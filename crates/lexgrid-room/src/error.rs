//! Error types for the room layer.

use lexgrid_protocol::{PlayerId, RoomCode};

/// Errors returned by room registry operations.
///
/// Guard failures inside a running match (starting without everyone
/// ready, toggling readiness mid-round) are not errors: those requests
/// are ignored.
#[derive(Debug, Clone, PartialEq, Eq, thiserror::Error)]
pub enum RoomError {
    /// No room has this code.
    #[error("room {0} not found")]
    NotFound(RoomCode),

    /// The room is at capacity.
    #[error("room {0} is full")]
    Full(RoomCode),

    /// The room is mid-match and not accepting players.
    #[error("room {0} has a match in progress")]
    MatchInProgress(RoomCode),

    /// The player is already seated in a room.
    #[error("player {0} already in room {1}")]
    AlreadyInRoom(PlayerId, RoomCode),

    /// The player is not in the room the operation refers to.
    #[error("player {0} is not in a room")]
    NotInRoom(PlayerId),

    /// Display name empty or too long.
    #[error("invalid player name: {0:?}")]
    InvalidName(String),
}

impl RoomError {
    /// Status code sent to the client in an `error` event.
    pub fn status_code(&self) -> u16 {
        match self {
            Self::NotFound(_) | Self::NotInRoom(_) => 404,
            Self::Full(_) | Self::MatchInProgress(_) | Self::AlreadyInRoom(..) => 409,
            Self::InvalidName(_) => 400,
        }
    }
}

» **Exercise objective**
Using the data above, repeat every line exactly.

» **Task result**
filename crates/lexgrid-room/src/error.rs
//! Error types for the room layer.

use lexgrid_protocol::{PlayerId, RoomCode};

/// Errors returned by room registry operations.
///
/// Guard failures inside a running match (starting without everyone
/// ready, toggling readiness mid-round) are not errors: those requests
/// are ignored.
#[derive(Debug, Clone, PartialEq, Eq, thiserror::Error)]
pub enum RoomError {
    /// No room has this code.
    #[error("room {0} not found")]
    NotFound(RoomCode),

    /// The room is at capacity.
    #[error("room {0} is full")]
    Full(RoomCode),

    /// The room is mid-match and not accepting players.
    #[error("room {0} has a match in progress")]
    MatchInProgress(RoomCode),

    /// The player is already seated in a room.
    #[error("player {0} already in room {1}")]
    AlreadyInRoom(PlayerId, RoomCode),

    /// The player is not in the room the operation refers to.
    #[error("player {0} is not in a room")]
    NotInRoom(PlayerId),

    /// Display name empty or too long.
    #[error("invalid player name: {0:?}")]
    InvalidName(String),
}

impl RoomError {
    /// Status code sent to the client in an `error` event.
    pub fn status_code(&self) -> u16 {
        match self {
            Self::NotFound(_) | Self::NotInRoom(_) => 404,
            Self::Full(_) | Self::MatchInProgress(_) | Self::AlreadyInRoom(..) => 409,
            Self::InvalidName(_) => 400,
        }
    }
}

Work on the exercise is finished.